▶ **Your assignment**
Return verbatim all lines from the first one in the records to the line with "fn parse_intent(message: &Message)", both ends kept.

▶ **Records for the task**
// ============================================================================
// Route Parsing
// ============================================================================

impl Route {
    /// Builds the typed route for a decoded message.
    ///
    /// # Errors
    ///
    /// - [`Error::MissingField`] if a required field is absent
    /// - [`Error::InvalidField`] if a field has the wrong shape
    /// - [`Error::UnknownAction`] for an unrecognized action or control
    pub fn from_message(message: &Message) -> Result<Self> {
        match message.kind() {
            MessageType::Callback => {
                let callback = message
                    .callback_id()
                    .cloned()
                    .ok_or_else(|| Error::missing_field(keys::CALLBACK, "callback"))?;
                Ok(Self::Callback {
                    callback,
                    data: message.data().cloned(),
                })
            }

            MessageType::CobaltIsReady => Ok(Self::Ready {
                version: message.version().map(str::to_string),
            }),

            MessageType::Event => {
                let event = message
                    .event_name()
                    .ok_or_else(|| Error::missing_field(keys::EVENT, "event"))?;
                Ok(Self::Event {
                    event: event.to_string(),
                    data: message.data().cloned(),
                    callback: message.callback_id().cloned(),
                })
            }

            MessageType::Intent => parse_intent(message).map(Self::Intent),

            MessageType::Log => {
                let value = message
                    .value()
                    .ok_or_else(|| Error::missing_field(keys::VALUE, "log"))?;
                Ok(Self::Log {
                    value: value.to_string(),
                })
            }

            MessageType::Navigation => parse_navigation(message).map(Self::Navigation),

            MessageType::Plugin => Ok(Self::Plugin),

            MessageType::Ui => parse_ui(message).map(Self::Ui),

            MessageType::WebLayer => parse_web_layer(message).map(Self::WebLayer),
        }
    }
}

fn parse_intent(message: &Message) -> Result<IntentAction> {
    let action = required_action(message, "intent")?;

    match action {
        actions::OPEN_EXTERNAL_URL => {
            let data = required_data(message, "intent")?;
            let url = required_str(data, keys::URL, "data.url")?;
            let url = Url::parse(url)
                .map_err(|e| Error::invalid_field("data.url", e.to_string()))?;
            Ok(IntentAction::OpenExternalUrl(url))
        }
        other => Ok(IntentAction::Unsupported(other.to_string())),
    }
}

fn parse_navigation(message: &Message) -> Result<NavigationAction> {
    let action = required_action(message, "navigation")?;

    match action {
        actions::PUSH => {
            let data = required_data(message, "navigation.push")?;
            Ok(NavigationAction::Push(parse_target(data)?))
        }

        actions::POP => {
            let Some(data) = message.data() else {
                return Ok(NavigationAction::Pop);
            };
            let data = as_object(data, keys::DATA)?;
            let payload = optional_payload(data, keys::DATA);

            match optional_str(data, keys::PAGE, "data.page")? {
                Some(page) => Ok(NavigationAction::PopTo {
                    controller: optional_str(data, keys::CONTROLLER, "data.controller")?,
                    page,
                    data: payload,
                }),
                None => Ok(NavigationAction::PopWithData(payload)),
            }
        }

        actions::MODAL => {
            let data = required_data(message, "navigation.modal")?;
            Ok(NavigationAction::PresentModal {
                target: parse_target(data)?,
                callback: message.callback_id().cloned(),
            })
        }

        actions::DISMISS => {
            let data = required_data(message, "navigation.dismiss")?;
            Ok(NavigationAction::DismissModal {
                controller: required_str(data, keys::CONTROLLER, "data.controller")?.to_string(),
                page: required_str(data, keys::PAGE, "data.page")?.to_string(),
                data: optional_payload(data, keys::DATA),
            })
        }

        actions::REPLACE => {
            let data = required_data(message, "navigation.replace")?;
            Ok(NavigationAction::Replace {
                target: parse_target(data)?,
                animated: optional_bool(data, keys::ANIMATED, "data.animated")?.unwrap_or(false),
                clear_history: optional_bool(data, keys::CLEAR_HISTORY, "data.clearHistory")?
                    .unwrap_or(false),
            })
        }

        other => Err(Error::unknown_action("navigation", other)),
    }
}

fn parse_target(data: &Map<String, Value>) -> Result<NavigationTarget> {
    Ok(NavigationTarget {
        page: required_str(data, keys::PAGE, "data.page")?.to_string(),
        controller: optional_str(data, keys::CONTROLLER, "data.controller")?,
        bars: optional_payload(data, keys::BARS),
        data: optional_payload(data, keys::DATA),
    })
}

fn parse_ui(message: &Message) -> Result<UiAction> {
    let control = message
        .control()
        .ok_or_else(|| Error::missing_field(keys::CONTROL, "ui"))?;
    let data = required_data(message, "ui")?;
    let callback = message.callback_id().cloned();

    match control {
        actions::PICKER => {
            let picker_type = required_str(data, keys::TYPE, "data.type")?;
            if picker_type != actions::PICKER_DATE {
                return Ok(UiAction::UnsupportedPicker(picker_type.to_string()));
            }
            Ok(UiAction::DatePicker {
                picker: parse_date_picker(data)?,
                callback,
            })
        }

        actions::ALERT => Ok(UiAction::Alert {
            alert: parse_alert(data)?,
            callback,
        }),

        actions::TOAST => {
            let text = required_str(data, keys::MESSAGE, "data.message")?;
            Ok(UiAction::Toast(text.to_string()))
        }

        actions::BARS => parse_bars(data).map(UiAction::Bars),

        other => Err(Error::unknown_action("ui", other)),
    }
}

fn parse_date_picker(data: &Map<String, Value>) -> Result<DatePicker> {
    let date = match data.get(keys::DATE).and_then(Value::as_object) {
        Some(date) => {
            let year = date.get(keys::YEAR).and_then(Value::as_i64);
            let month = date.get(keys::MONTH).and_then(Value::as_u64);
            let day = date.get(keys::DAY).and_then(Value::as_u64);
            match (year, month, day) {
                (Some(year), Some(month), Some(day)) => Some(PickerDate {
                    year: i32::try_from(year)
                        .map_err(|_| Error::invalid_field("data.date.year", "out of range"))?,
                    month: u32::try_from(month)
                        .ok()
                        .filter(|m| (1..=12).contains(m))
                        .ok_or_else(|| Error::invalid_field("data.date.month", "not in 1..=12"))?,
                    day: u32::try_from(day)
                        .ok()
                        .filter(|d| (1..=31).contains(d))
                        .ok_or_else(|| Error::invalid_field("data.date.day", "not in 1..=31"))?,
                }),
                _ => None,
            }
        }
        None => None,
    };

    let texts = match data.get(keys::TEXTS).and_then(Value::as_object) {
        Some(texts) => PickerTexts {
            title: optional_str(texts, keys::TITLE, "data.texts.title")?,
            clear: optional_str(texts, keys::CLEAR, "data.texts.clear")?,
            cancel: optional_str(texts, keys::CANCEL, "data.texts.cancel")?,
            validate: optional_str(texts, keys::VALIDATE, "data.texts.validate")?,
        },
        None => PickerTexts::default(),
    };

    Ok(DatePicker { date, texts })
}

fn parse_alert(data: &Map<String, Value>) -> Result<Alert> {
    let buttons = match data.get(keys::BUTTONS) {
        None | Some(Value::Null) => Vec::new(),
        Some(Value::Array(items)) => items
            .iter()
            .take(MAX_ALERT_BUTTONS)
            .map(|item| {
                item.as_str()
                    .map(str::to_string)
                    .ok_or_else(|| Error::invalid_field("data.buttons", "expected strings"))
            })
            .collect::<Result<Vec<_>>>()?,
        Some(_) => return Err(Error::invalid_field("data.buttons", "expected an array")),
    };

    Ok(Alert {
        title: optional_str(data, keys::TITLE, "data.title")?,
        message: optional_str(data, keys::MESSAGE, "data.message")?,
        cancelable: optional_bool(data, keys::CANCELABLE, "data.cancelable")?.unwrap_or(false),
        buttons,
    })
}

▶ **Response area**
// ============================================================================
// Route Parsing
// ============================================================================

impl Route {
    /// Builds the typed route for a decoded message.
    ///
    /// # Errors
    ///
    /// - [`Error::MissingField`] if a required field is absent
    /// - [`Error::InvalidField`] if a field has the wrong shape
    /// - [`Error::UnknownAction`] for an unrecognized action or control
    pub fn from_message(message: &Message) -> Result<Self> {
        match message.kind() {
            MessageType::Callback => {
                let callback = message
                    .callback_id()
                    .cloned()
                    .ok_or_else(|| Error::missing_field(keys::CALLBACK, "callback"))?;
                Ok(Self::Callback {
                    callback,
                    data: message.data().cloned(),
                })
            }

            MessageType::CobaltIsReady => Ok(Self::Ready {
                version: message.version().map(str::to_string),
            }),

            MessageType::Event => {
                let event = message
                    .event_name()
                    .ok_or_else(|| Error::missing_field(keys::EVENT, "event"))?;
                Ok(Self::Event {
                    event: event.to_string(),
                    data: message.data().cloned(),
                    callback: message.callback_id().cloned(),
                })
            }

            MessageType::Intent => parse_intent(message).map(Self::Intent),

            MessageType::Log => {
                let value = message
                    .value()
                    .ok_or_else(|| Error::missing_field(keys::VALUE, "log"))?;
                Ok(Self::Log {
                    value: value.to_string(),
                })
            }

            MessageType::Navigation => parse_navigation(message).map(Self::Navigation),

            MessageType::Plugin => Ok(Self::Plugin),

            MessageType::Ui => parse_ui(message).map(Self::Ui),

            MessageType::WebLayer => parse_web_layer(message).map(Self::WebLayer),
        }
    }
}

fn parse_intent(message: &Message) -> Result<IntentAction> {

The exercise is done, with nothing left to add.